The dataset consists of 164,356 utterances in over 10,981 dialogs, some of which are set aside for validation. The speaker pairs each have assigned profiles coming from a set of 1155 possible personas, each consisting of at least 4 profile sentences, setting aside 200 never seen before personas for validation. To avoid modeling that takes advantage of trivial word overlap, we crowdsourced additional rewritten sets of the same personas, with related sentences that are rephrases, generalizations or specializations, rendering the task much more challenging.
More details can be found in the paper describing the dataset.
The competition dataset is available in our open source system ParlAI, more specifically here. That is, install ParlAI and then do:
python examples/display_data.py --task convai2 --datatype train
to look at the data.
Source code for baseline methods for the competition are also already provided in ParlAI here, including training loop and evaluation code for the automatic evaluation metrics. Baseline results are provided in the paper, although the dataset is now larger. (We have hence run new baselines that appear on the leaderboard above.)
As the original test set was released, we have crowdsourced further data for a hidden test set unseen by the competitors for automatic evaluation.
Competitors’ models will then be compared in three ways:
The winning dialogue systems will be chosen based on these scores.
There are three types of metrics we will evaluate:
Automated metrics - Perplexity, F1 and hits@k. These will be computed on the hidden test set. Competitors will provide their code, and we will run the final evaluation (a validation set will be provided for their own local tests). Perplexity is only scored for probabilistic generative models, F1 can be computed for any model that produces a response, and hits@k is computed for any model that can rank a set of candidate responses that we provide (either retrieval based models, or generative models capable of assigning a probability to a candidate response). As some methods are not applicable to some metrics, we will have a separate leaderboard for each. The top performing methods for each metric will be evaluated in the live experiments.
Amazon Mechanical Turk - given the entrant’s model code, we will run live experiments where Turkers chat to their model given instructions identical to the creation of the original dataset, but with new profiles, and then score its performance. Turkers will score the models between 1-5 with three metrics: fluency, consistency and engagingness. Finally the Turker will try to guess the persona being used by the bot (which was provided) as another measure of the ability of the bot to stick to its given persona. See (Zhang et al., 2018) for more details of these metrics and collected scores of baseline systems.

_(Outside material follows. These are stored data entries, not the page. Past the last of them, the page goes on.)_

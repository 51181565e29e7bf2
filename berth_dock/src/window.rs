// Copyright 2025 the Berth Authors
// SPDX-License-Identifier: Apache-2.0 OR MIT

//! Native window contract and cross-window coordinate mapping.
//!
//! Three coordinate spaces meet here:
//!
//! - **Screen points**: the OS desktop space windows are positioned in.
//! - **Drawable pixels**: the physical pixels of a window's surface.
//! - **Logical units**: what the UI is laid out in, local to one window.
//!
//! [`WindowMetrics`] carries the numbers that relate them for one window.

use berth_imgui::RenderSink;
use kurbo::{Point, Rect, Size, Vec2};

use crate::WindowError;

/// Position and scale factors of one native window.
#[derive(Copy, Clone, Debug, PartialEq)]
pub struct WindowMetrics {
    /// Top-left corner of the window's client area, in screen points.
    pub position: Point,
    /// Size of the drawable surface in physical pixels.
    pub drawable_size: Size,
    /// Physical pixels per logical unit (content scale and OS scale combined).
    pub content_scale: f64,
    /// Physical pixels per screen point.
    pub drawable_scale: f64,
}

impl Default for WindowMetrics {
    fn default() -> Self {
        Self {
            position: Point::ZERO,
            drawable_size: Size::ZERO,
            content_scale: 1.0,
            drawable_scale: 1.0,
        }
    }
}

fn sane_scale(s: f64) -> f64 {
    if s.is_finite() && s > 0.0 { s } else { 1.0 }
}

impl WindowMetrics {
    /// Metrics for a window at `position` whose logical and screen units
    /// coincide.
    pub fn unscaled(position: Point, size: Size) -> Self {
        Self {
            position,
            drawable_size: size,
            content_scale: 1.0,
            drawable_scale: 1.0,
        }
    }

    /// Screen points per logical unit.
    pub fn screen_per_logical(&self) -> f64 {
        sane_scale(self.content_scale) / sane_scale(self.drawable_scale)
    }

    /// Window size in logical units.
    pub fn logical_size(&self) -> Size {
        self.drawable_size / sane_scale(self.content_scale)
    }

    /// The window's own rectangle in its logical space.
    pub fn logical_rect(&self) -> Rect {
        self.logical_size().to_rect()
    }

    /// The window's client area in screen points.
    pub fn screen_rect(&self) -> Rect {
        self.to_screen(self.logical_rect())
    }

    /// Map a rectangle local to this window into screen points.
    pub fn to_screen(&self, local: Rect) -> Rect {
        let s = self.screen_per_logical();
        Rect::new(local.x0 * s, local.y0 * s, local.x1 * s, local.y1 * s) + self.position.to_vec2()
    }

    /// Map a rectangle in screen points into this window's logical space.
    pub fn from_screen(&self, screen: Rect) -> Rect {
        let s = self.screen_per_logical();
        let r = screen - self.position.to_vec2();
        Rect::new(r.x0 / s, r.y0 / s, r.x1 / s, r.y1 / s)
    }

    /// Map a point local to this window into screen points.
    pub fn point_to_screen(&self, local: Point) -> Point {
        self.position + local.to_vec2() * self.screen_per_logical()
    }

    /// Map a point in screen points into this window's logical space.
    pub fn point_from_screen(&self, screen: Point) -> Point {
        ((screen - self.position) / self.screen_per_logical()).to_point()
    }

    /// Convert a logical-space displacement into screen points.
    pub fn vec_to_screen(&self, local: Vec2) -> Vec2 {
        local * self.screen_per_logical()
    }
}

/// Something that happened to a native window since the last drain.
#[derive(Copy, Clone, Debug, PartialEq)]
pub enum WindowEvent {
    /// The drawable surface changed size (physical pixels).
    Resized(Size),
    /// The OS asked for the window to be redrawn.
    RenderRequested,
    /// The user asked to close the window.
    CloseRequested,
}

/// An OS-level window hosting one standalone dock node.
///
/// OS notifications are queued by the implementation and handed over by
/// [`NativeWindow::drain_events`], once per frame; every event is returned
/// exactly once.
pub trait NativeWindow: core::fmt::Debug {
    /// Current position and scale factors.
    fn metrics(&self) -> WindowMetrics;
    /// Move the client area's top-left corner, in screen points.
    fn set_position(&mut self, position: Point);
    /// Resize the client area, in screen points.
    fn set_size(&mut self, size: Size);
    /// Show or hide the window.
    fn set_visible(&mut self, visible: bool);
    /// Destroy the native window and release its renderer.
    fn close(&mut self);
    /// The window's own render target.
    fn sink(&mut self) -> &mut dyn RenderSink;
    /// Take every event queued since the last call.
    fn drain_events(&mut self) -> Vec<WindowEvent>;
}

/// Factory for native windows.
pub trait WindowProvider: core::fmt::Debug {
    /// Create a hidden window with a client area of `size` screen points.
    fn create_window(&mut self, title: &str, size: Size)
    -> Result<Box<dyn NativeWindow>, WindowError>;
}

`Wild’ Live Chat with Volunteers - Finally, we will solicit volunteers to also chat to the models in a similar way to the Mechanical Turk setup. As volunteers, unlike Turkers, are not paid and will likely not follow the instructions as closely, the distribution will likely be different, hence serving as a test of the robustness of the models. This setup will be hosted through the Messenger and Telegram APIs.
We will run live volunteer chat throughout the competition so that competitors can try out their bots talking to humans and to collect live data, if they so wish (however, they are also free to only use the fixed train/test format at this stage).
The automated metrics will be used to obtain a shortlist of best performing systems, likely the top 3 scoring systems from each of the three metrics (Perplexity, F1 and hits@k). If those three leaderboards feature the same models at the top we will take systems further down the leaderboards, up to a maximum of 10. These systems will be evaluated in the final live experiments on Mechanical Turk and via volunteers using the same scoring protocols, already described.
During NeurIPS the `wild’ live conversation can continue, and the best performing systems will be showcased and conversed with.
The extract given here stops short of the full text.